Figure 5: DDB memory for a two-way L1 IC

SHA+ELD3

By combining SHA and ELD3 together, the ELD3 technique can be used when the displacement address is too large for the SHA technique. A load operation can then be performed like this:

1: When the displacement is small, the halt tags are accessed but the DDB memory is not accessed. The tag and data ways are accessed in parallel, but SHA will halt both tag and data ways using the hit vector from halt tag access.

2: When the displacement is too large for SHA, the halt tags are not accessed, but the DDB memory is accessed. The outcome of DDB memory will decide the next step taken.

2a: If the DDB memory returns a dependency bit which is cleared, then all tag ways are accessed in parallel, but the data way is sequentially accessed.
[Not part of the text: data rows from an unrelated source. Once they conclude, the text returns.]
/// Reassembles server-sent-event `data:` payloads from arbitrarily split byte chunks.
#[derive(Debug, Default)]
struct SseLineBuffer {
    pending: Vec<u8>,
    data_lines: Vec<String>,
}

impl SseLineBuffer {
    fn push(&mut self, bytes: &[u8]) -> Vec<String> {
        self.pending.extend_from_slice(bytes);
        let mut payloads = Vec::new();

        while let Some(position) = self.pending.iter().position(|byte| *byte == b'\n') {
            let line = self.pending.drain(..=position).collect::<Vec<_>>();
            // UTF-8 is decoded per complete line so multi-byte characters never get split.
            let line = String::from_utf8_lossy(&line);
            self.accept_line(line.trim_end_matches(['\n', '\r']), &mut payloads);
        }

        payloads
    }

    fn finish(&mut self) -> Vec<String> {
        let mut payloads = Vec::new();
        if !self.pending.is_empty() {
            let line = std::mem::take(&mut self.pending);
            let line = String::from_utf8_lossy(&line);
            self.accept_line(line.trim_end_matches(['\n', '\r']), &mut payloads);
        }
        self.flush_event(&mut payloads);
        payloads
    }

    fn accept_line(&mut self, line: &str, payloads: &mut Vec<String>) {
        if line.is_empty() {
            self.flush_event(payloads);
        } else if let Some(data) = line.strip_prefix("data:") {
            self.data_lines.push(data.trim_start().to_string());
        }
    }

    fn flush_event(&mut self, payloads: &mut Vec<String>) {
        if self.data_lines.is_empty() {
            return;
        }
        payloads.push(self.data_lines.join("\n"));
        self.data_lines.clear();
    }
}

fn parse_stream_payload(payload: &str) -> BackendResult<Option<TextChunk>> {
    let payload = payload.trim();
    if payload.is_empty() || payload == "[DONE]" {
        return Ok(None);
    }

    let response: GenerateContentResponse =
        serde_json::from_str(payload).context(DecodePayloadSnafu {
            stage: "stream-text-decode",
        })?;
    let Some(candidate) = response.candidates.into_iter().next() else {
        return Ok(None);
    };

    let text = candidate
        .content
        .map(|content| {
            content
                .parts
                .into_iter()
                .filter(|part| !part.thought)
                .filter_map(|part| part.text)
                .collect::<String>()
        })
        .unwrap_or_default();

    let sources = candidate
        .grounding_metadata
        .map(|metadata| {
            metadata
                .grounding_chunks
                .into_iter()
                .filter_map(|chunk| chunk.web)
                .filter(|web| !web.uri.is_empty())
                .map(|web| GroundingSource::new(web.uri, web.title))
                .collect::<Vec<_>>()
        })
        .unwrap_or_default();

    if text.is_empty() && sources.is_empty() {
        return Ok(None);
    }

    Ok(Some(TextChunk {
        delta: (!text.is_empty()).then_some(text),
        sources,
    }))
}

fn image_response(response: GenerateContentResponse) -> BackendResult<ImageResponse> {
    let parts = response
        .candidates
        .into_iter()
        .next()
        .and_then(|candidate| candidate.content)
        .map(|content| content.parts)
        .unwrap_or_default();

    let mut mapped = Vec::with_capacity(parts.len());
    for part in parts {
        match (part.inline_data, part.text) {
            (Some(inline), _) => {
                let data = BASE64.decode(inline.data.as_bytes()).context(DecodeInlineDataSnafu {
                    stage: "generate-image-inline-data",
                })?;
                mapped.push(ResponsePart::InlineData(InlineData::new(inline.mime_type, data)));
            }
            (None, Some(text)) if !part.thought => mapped.push(ResponsePart::Text(text)),
            (None, _) => {}
        }
    }

    Ok(ImageResponse { parts: mapped })
}

#[derive(Debug, Deserialize)]
#[serde(rename_all = "camelCase")]
struct Operation {
    #[serde(default)]
    name: Option<String>,
    #[serde(default)]
    done: bool,
    #[serde(default)]
    response: Option<OperationResponse>,
    #[serde(default)]
    error: Option<ErrorBody>,
}

#[derive(Debug, Deserialize)]
#[serde(rename_all = "camelCase")]
struct OperationResponse {
    #[serde(default)]
    generate_video_response: Option<GenerateVideoResponse>,
}

#[derive(Debug, Deserialize)]
#[serde(rename_all = "camelCase")]
struct GenerateVideoResponse {
    #[serde(default)]
    generated_samples: Vec<GeneratedSample>,
}

#[derive(Debug, Deserialize)]
struct GeneratedSample {
    #[serde(default)]
    video: Option<VideoRef>,
}

#[derive(Debug, Deserialize)]
struct VideoRef {
    #[serde(default)]
    uri: Option<String>,
}

fn parse_operation(payload: &[u8], previous_name: Option<&str>) -> BackendResult<VideoJobHandle> {
    let operation: Operation = serde_json::from_slice(payload).context(DecodePayloadSnafu {
        stage: "video-operation-decode",
    })?;

    let name = operation
        .name
        .or_else(|| previous_name.map(str::to_string))
        .unwrap_or_default();
    let result_uri = operation
        .response
        .and_then(|response| response.generate_video_response)
        .and_then(|response| response.generated_samples.into_iter().next())
        .and_then(|sample| sample.video)
        .and_then(|video| video.uri)
        .filter(|uri| !uri.is_empty());

    Ok(VideoJobHandle {
        name,
        done: operation.done,
        result_uri,
        error: operation
            .error
            .map(|error| error.message)
            .filter(|message| !message.is_empty()),
    })
}
use std::path::{Path, PathBuf};
use std::sync::Arc;
use std::time::Duration;

use arc_swap::ArcSwap;
use figment::{
    Figment,
    providers::{Env, Format, Json, Serialized},
};
use polychat_chat::VideoSettings;
use polychat_llm::{
    DEFAULT_GEMINI_ENDPOINT, DEFAULT_MODEL_ID, GEMINI_PROVIDER_ID, ProviderConfig,
    RIG_OPENAI_PROVIDER_ID, VideoJobConfig,
};
use serde::{Deserialize, Serialize};
use snafu::{ResultExt, Snafu};

pub const SETTINGS_DIRECTORY_NAME: &str = "polychat";
pub const SETTINGS_FILE_NAME: &str = "settings.json";
pub const ENV_PREFIX: &str = "POLYCHAT_";
pub const DEFAULT_OPENAI_ENDPOINT: &str = "https://api.openai.com/v1";
pub const DEFAULT_IMAGE_ASPECT_RATIO: &str = "1:1";

#[derive(Debug, Clone, PartialEq, Eq, Serialize, Deserialize)]
pub struct VideoConfig {
    #[serde(default = "default_poll_interval_secs")]
    pub poll_interval_secs: u64,
    #[serde(default = "default_video_count")]
    pub count: u32,
    #[serde(default = "default_video_resolution")]
    pub resolution: String,
    #[serde(default = "default_video_aspect_ratio")]
    pub aspect_ratio: String,
}

impl Default for VideoConfig {
    fn default() -> Self {
        Self {
            poll_interval_secs: default_poll_interval_secs(),
            count: default_video_count(),
            resolution: default_video_resolution(),
            aspect_ratio: default_video_aspect_ratio(),
        }
    }
}

#[derive(Debug, Clone, PartialEq, Eq, Serialize, Deserialize)]
pub struct AppSettings {
    /// `gemini` or `openai`; only affects text models.
    #[serde(default = "default_text_provider")]
    pub text_provider: String,
    #[serde(default)]
    pub api_key: String,
    #[serde(default = "default_endpoint")]
    pub endpoint: String,
    #[serde(default)]
    pub openai_api_key: String,
    #[serde(default = "default_openai_endpoint")]
    pub openai_endpoint: String,
    #[serde(default = "default_model")]
    pub default_model: String,
    #[serde(default = "default_search_grounding")]
    pub search_grounding: bool,
    #[serde(default = "default_image_aspect_ratio")]
    pub image_aspect_ratio: String,
    #[serde(default)]
    pub video: VideoConfig,
    #[serde(default = "default_artifact_dir")]
    pub artifact_dir: PathBuf,
}

impl Default for AppSettings {
    fn default() -> Self {
        Self {
            text_provider: default_text_provider(),
            api_key: String::new(),
            endpoint: default_endpoint(),
            openai_api_key: String::new(),
            openai_endpoint: default_openai_endpoint(),
            default_model: default_model(),
            search_grounding: default_search_grounding(),
            image_aspect_ratio: default_image_aspect_ratio(),
            video: VideoConfig::default(),
            artifact_dir: default_artifact_dir(),
        }
    }
}

impl AppSettings {
    pub fn normalized(mut self) -> Self {
        self.text_provider = non_blank_or(&self.text_provider, default_text_provider)
            .to_ascii_lowercase();
        self.api_key = self.api_key.trim().to_string();
        self.endpoint = non_blank_or(&self.endpoint, default_endpoint);
        self.openai_api_key = self.openai_api_key.trim().to_string();
        self.openai_endpoint = non_blank_or(&self.openai_endpoint, default_openai_endpoint);
        self.default_model = non_blank_or(&self.default_model, default_model);
        self.image_aspect_ratio = non_blank_or(&self.image_aspect_ratio, default_image_aspect_ratio);

        self.video.poll_interval_secs = self.video.poll_interval_secs.max(1);
        self.video.count = self.video.count.max(1);
        self.video.resolution = non_blank_or(&self.video.resolution, default_video_resolution);
        self.video.aspect_ratio =
            non_blank_or(&self.video.aspect_ratio, default_video_aspect_ratio);

        if self.artifact_dir.as_os_str().is_empty() {
            self.artifact_dir = default_artifact_dir();
        }
        self
    }

    pub fn uses_openai_text(&self) -> bool {
        matches!(self.text_provider.as_str(), "openai" | "rig-openai")
    }

    /// Provider config for the text backend factory.
    pub fn text_provider_config(&self) -> ProviderConfig {
        if self.uses_openai_text() {
            ProviderConfig::new(
                RIG_OPENAI_PROVIDER_ID,
                &self.openai_api_key,
                &self.openai_endpoint,
            )
        } else {
            ProviderConfig::new(GEMINI_PROVIDER_ID, &self.api_key, &self.endpoint)
        }
    }

    pub fn video_settings(&self) -> VideoSettings {
        VideoSettings {
            poll_interval: Duration::from_secs(self.video.poll_interval_secs),
            job: VideoJobConfig {
                count: self.video.count,
                resolution: self.video.resolution.clone(),
                aspect_ratio: self.video.aspect_ratio.clone(),
            },
        }
    }
}

pub struct SettingsStore {
    settings: Arc<ArcSwap<AppSettings>>,
    config_path: PathBuf,
}

impl SettingsStore {
    pub fn default_config_dir() -> PathBuf {
        dirs::config_dir()
            .map(|path| path.join(SETTINGS_DIRECTORY_NAME))
            .unwrap_or_else(|| PathBuf::from(".polychat"))
    }

    pub fn default_config_path() -> PathBuf {
        Self::default_config_dir().join(SETTINGS_FILE_NAME)
    }

    pub fn new(config_path: PathBuf) -> Self {
        let settings = Self::load_layered(&config_path);
        Self {
            settings: Arc::new(ArcSwap::from_pointee(settings)),
            config_path,
        }
    }

    pub fn load() -> Self {
        Self::new(Self::default_config_path())
    }

    pub fn config_path(&self) -> &Path {
        &self.config_path
    }

    pub fn settings(&self) -> Arc<AppSettings> {
        self.settings.load_full()
    }

    pub fn update(&self, settings: AppSettings) -> Result<(), SettingsError> {
        let normalized_settings = settings.normalized();
        self.persist(&normalized_settings)?;
        self.settings.store(Arc::new(normalized_settings));
        Ok(())
    }

    /// Defaults, then the JSON file, then the environment.
    fn figment(path: &Path) -> Figment {
        Figment::from(Serialized::defaults(AppSettings::default()))
            .merge(Json::file(path))
            .merge(Env::raw().only(&["API_KEY"]).map(|_| "api_key".into()))
            .merge(Env::raw().only(&["GEMINI_API_KEY"]).map(|_| "api_key".into()))
            .merge(Env::prefixed(ENV_PREFIX).split("__"))
    }

    fn load_layered(path: &Path) -> AppSettings {
        if !path.exists() {
            tracing::info!(path = %path.display(), "settings file not found, using defaults and environment");
        }

        match Self::figment(path).extract::<AppSettings>() {
            Ok(settings) => settings.normalized(),
            Err(error) => {
                tracing::warn!(
                    path = %path.display(),
                    error = %error,
                    "failed to load settings, using defaults"
                );
                AppSettings::default()
            }
        }
    }

    fn persist(&self, settings: &AppSettings) -> Result<(), SettingsError> {
        if let Some(parent) = self.config_path.parent() {
            std::fs::create_dir_all(parent).context(CreateDirSnafu {
                stage: "create-settings-directory",
                path: parent.to_path_buf(),
            })?;
        }

        let content = serde_json::to_string_pretty(settings).context(SerializeConfigSnafu {
            stage: "serialize-settings-json",
        })?;

        let temp_path = self.config_path.with_extension("json.tmp");
        std::fs::write(&temp_path, content).context(WriteFileSnafu {
            stage: "write-temporary-settings-file",
            path: temp_path.clone(),
        })?;

        std::fs::rename(&temp_path, &self.config_path).context(RenameTempFileSnafu {
            stage: "rename-temporary-settings-file",
            from: temp_path,
            to: self.config_path.clone(),
        })?;

        tracing::info!(path = %self.config_path.display(), "saved settings");
        Ok(())
    }
}

#[derive(Debug, Snafu)]
#[snafu(visibility(pub(crate)))]
pub enum SettingsError {
    #[snafu(display("failed to create settings directory at {path:?} on `{stage}`: {source}"))]
    CreateDir {
        stage: &'static str,
        path: PathBuf,
        source: std::io::Error,
    },
    #[snafu(display("failed to serialize settings on `{stage}`: {source}"))]
    SerializeConfig {
        stage: &'static str,
        source: serde_json::Error,
    },
    #[snafu(display("failed to write settings file at {path:?} on `{stage}`: {source}"))]
    WriteFile {
        stage: &'static str,
        path: PathBuf,
        source: std::io::Error,
    },
    #[snafu(display(
        "failed to replace settings file from {from:?} to {to:?} on `{stage}`: {source}"
    ))]
    RenameTempFile {
        stage: &'static str,
        from: PathBuf,
        to: PathBuf,
        source: std::io::Error,
    },
}

fn non_blank_or(value: &str, fallback: fn() -> String) -> String {
    let value = value.trim();
    if value.is_empty() {
        fallback()
    } else {
        value.to_string()
    }
}

fn default_text_provider() -> String {
    GEMINI_PROVIDER_ID.to_string()
}

fn default_endpoint() -> String {
    DEFAULT_GEMINI_ENDPOINT.to_string()
}

fn default_openai_endpoint() -> String {
    DEFAULT_OPENAI_ENDPOINT.to_string()
}

fn default_model() -> String {
    DEFAULT_MODEL_ID.to_string()
}

fn default_search_grounding() -> bool {
    true
}

fn default_image_aspect_ratio() -> String {
    DEFAULT_IMAGE_ASPECT_RATIO.to_string()
}

fn default_poll_interval_secs() -> u64 {
    10
}

fn default_video_count() -> u32 {
    VideoJobConfig::default().count
}

fn default_video_resolution() -> String {
    VideoJobConfig::default().resolution
}

fn default_video_aspect_ratio() -> String {
    VideoJobConfig::default().aspect_ratio
}

fn default_artifact_dir() -> PathBuf {
    dirs::data_local_dir()
        .map(|path| path.join(SETTINGS_DIRECTORY_NAME).join("artifacts"))
        .unwrap_or_else(|| PathBuf::from(".polychat").join("artifacts"))
}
2b: Or if the DDB memory returns a dependency bit which is set, the tag and data ways are accessed in parallel, such that the data can be forwarded to the following instruction and avoid a stall cycle.

Results

The effectiveness of the SHA and ELD3 implementations were evaluated by running MiBench benchmark applications on a four-stage RISC-V RV32I 32-bit processor, implemented on Single-ISA Heterogeneous MAny-core Computer (SHMAC) framework. SHMAC is a research project initiated by the Energy Efficient Computing Systems (EECS) department at Norwegian University of Science and Technology (NTNU), that uses a tile-based architecture. The MiBench applications were compiled using the RISC-V GCC toolchain, and analyzed using the SHMACsim, a cycle-accurate simulator for the SHMAC framework.

Figure 6: Way distribution between SHA and ELD3

Figure 6 shows the average number of ways accesses when using SHA and ELD3  techniques in combination, relative to a conventional cache implementation. When the displacement is small and the SHA technique is used, only one tag and data way is accessed for most load instructions, shown as S:1. In addition, when there is a cache miss, zero tag and data ways are accessed. Load instructions that result in cache misses occur, as we can see from S:0, quite frequently. When the displacement is too large for SHA and there is no data dependency, we can see that the number of data ways accessed is reduced significantly by accessing the data ways sequentially using ELD3, shown as E:S.

Conclusion

Improving the energy-efficiency of computing is an important area of research, and there is a potential for reducing the energy dissipation of caches. This article shows that using the concept of practical way-halting and data dependency detection, it is possible to reduce the energy dissipation for L1 DC without reducing the performance.